- ACTIVITY:
Every single entry should be printed exactly.

[[ ENTRIES PROVIDED open ]]

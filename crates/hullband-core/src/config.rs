//! Configuration for the hull pipeline.
//!
//! [`PipelineConfig`] is fixed when a [`crate::HullPipeline`] is constructed.
//! None of its settings change the result; they only decide how the work is split.

/// Pipeline-level configuration.
///
/// # Example
/// ```
/// use hullband_core::config::PipelineConfig;
///
/// let config = PipelineConfig::builder()
///     .num_bands(4)
///     .min_band_rows(8)
///     .build();
/// assert_eq!(config.num_bands, 4);
/// ```
#[derive(Clone, Copy, Debug, PartialEq, Eq)]
#[cfg_attr(feature = "serde", derive(serde::Serialize, serde::Deserialize))]
pub struct PipelineConfig {
    /// Number of row bands labeled in parallel (default: 0).
    /// 0 means one band per rayon worker thread.
    pub num_bands: usize,
    /// Minimum number of rows per band (default: 1).
    /// Short images get fewer bands instead of many one-row slivers.
    pub min_band_rows: usize,
    /// Build hulls on the rayon pool (default: true).
    pub parallel_hulls: bool,
}

impl Default for PipelineConfig {
    fn default() -> Self {
        Self {
            num_bands: 0,
            min_band_rows: 1,
            parallel_hulls: true,
        }
    }
}

impl PipelineConfig {
    /// Create a new builder for `PipelineConfig`.
    #[must_use]
    pub fn builder() -> PipelineConfigBuilder {
        PipelineConfigBuilder::default()
    }

    /// Number of bands actually used for an image of `height` rows.
    ///
    /// Always in `1..=max(height, 1)`.
    #[must_use]
    pub fn effective_bands(&self, height: usize) -> usize {
        let requested = if self.num_bands == 0 {
            rayon::current_num_threads()
        } else {
            self.num_bands
        };
        let by_rows = height / self.min_band_rows.max(1);
        requested.min(by_rows).max(1)
    }
}

/// Builder for [`PipelineConfig`].
#[derive(Default)]
pub struct PipelineConfigBuilder {
    num_bands: Option<usize>,
    min_band_rows: Option<usize>,
    parallel_hulls: Option<bool>,
}

impl PipelineConfigBuilder {
    /// Set the number of labeling bands (0 = one per worker thread).
    #[must_use]
    pub fn num_bands(mut self, bands: usize) -> Self {
        self.num_bands = Some(bands);
        self
    }

    /// Set the minimum number of rows per band.
    #[must_use]
    pub fn min_band_rows(mut self, rows: usize) -> Self {
        self.min_band_rows = Some(rows);
        self
    }

    /// Enable or disable parallel hull building.
    #[must_use]
    pub fn parallel_hulls(mut self, enable: bool) -> Self {
        self.parallel_hulls = Some(enable);
        self
    }

    /// Build the configuration, using defaults for unset fields.
    #[must_use]
    pub fn build(self) -> PipelineConfig {
        let d = PipelineConfig::default();
        PipelineConfig {
            num_bands: self.num_bands.unwrap_or(d.num_bands),
            min_band_rows: self.min_band_rows.unwrap_or(d.min_band_rows).max(1),
            parallel_hulls: self.parallel_hulls.unwrap_or(d.parallel_hulls),
        }
    }
}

[[ ENTRIES PROVIDED closed ]]

- ANSWER SPACE:
filename crates/hullband-core/src/config.rs
//! Configuration for the hull pipeline.
//!
//! [`PipelineConfig`] is fixed when a [`crate::HullPipeline`] is constructed.
//! None of its settings change the result; they only decide how the work is split.

/// Pipeline-level configuration.
///
/// # Example
/// ```
/// use hullband_core::config::PipelineConfig;
///
/// let config = PipelineConfig::builder()
///     .num_bands(4)
///     .min_band_rows(8)
///     .build();
/// assert_eq!(config.num_bands, 4);
/// ```
#[derive(Clone, Copy, Debug, PartialEq, Eq)]
#[cfg_attr(feature = "serde", derive(serde::Serialize, serde::Deserialize))]
pub struct PipelineConfig {
    /// Number of row bands labeled in parallel (default: 0).
    /// 0 means one band per rayon worker thread.
    pub num_bands: usize,
    /// Minimum number of rows per band (default: 1).
    /// Short images get fewer bands instead of many one-row slivers.
    pub min_band_rows: usize,
    /// Build hulls on the rayon pool (default: true).
    pub parallel_hulls: bool,
}

impl Default for PipelineConfig {
    fn default() -> Self {
        Self {
            num_bands: 0,
            min_band_rows: 1,
            parallel_hulls: true,
        }
    }
}

impl PipelineConfig {
    /// Create a new builder for `PipelineConfig`.
    #[must_use]
    pub fn builder() -> PipelineConfigBuilder {
        PipelineConfigBuilder::default()
    }

    /// Number of bands actually used for an image of `height` rows.
    ///
    /// Always in `1..=max(height, 1)`.
    #[must_use]
    pub fn effective_bands(&self, height: usize) -> usize {
        let requested = if self.num_bands == 0 {
            rayon::current_num_threads()
        } else {
            self.num_bands
        };
        let by_rows = height / self.min_band_rows.max(1);
        requested.min(by_rows).max(1)
    }
}

/// Builder for [`PipelineConfig`].
#[derive(Default)]
pub struct PipelineConfigBuilder {
    num_bands: Option<usize>,
    min_band_rows: Option<usize>,
    parallel_hulls: Option<bool>,
}

impl PipelineConfigBuilder {
    /// Set the number of labeling bands (0 = one per worker thread).
    #[must_use]
    pub fn num_bands(mut self, bands: usize) -> Self {
        self.num_bands = Some(bands);
        self
    }

    /// Set the minimum number of rows per band.
    #[must_use]
    pub fn min_band_rows(mut self, rows: usize) -> Self {
        self.min_band_rows = Some(rows);
        self
    }

    /// Enable or disable parallel hull building.
    #[must_use]
    pub fn parallel_hulls(mut self, enable: bool) -> Self {
        self.parallel_hulls = Some(enable);
        self
    }

    /// Build the configuration, using defaults for unset fields.
    #[must_use]
    pub fn build(self) -> PipelineConfig {
        let d = PipelineConfig::default();
        PipelineConfig {
            num_bands: self.num_bands.unwrap_or(d.num_bands),
            min_band_rows: self.min_band_rows.unwrap_or(d.min_band_rows).max(1),
            parallel_hulls: self.parallel_hulls.unwrap_or(d.parallel_hulls),
        }
    }
}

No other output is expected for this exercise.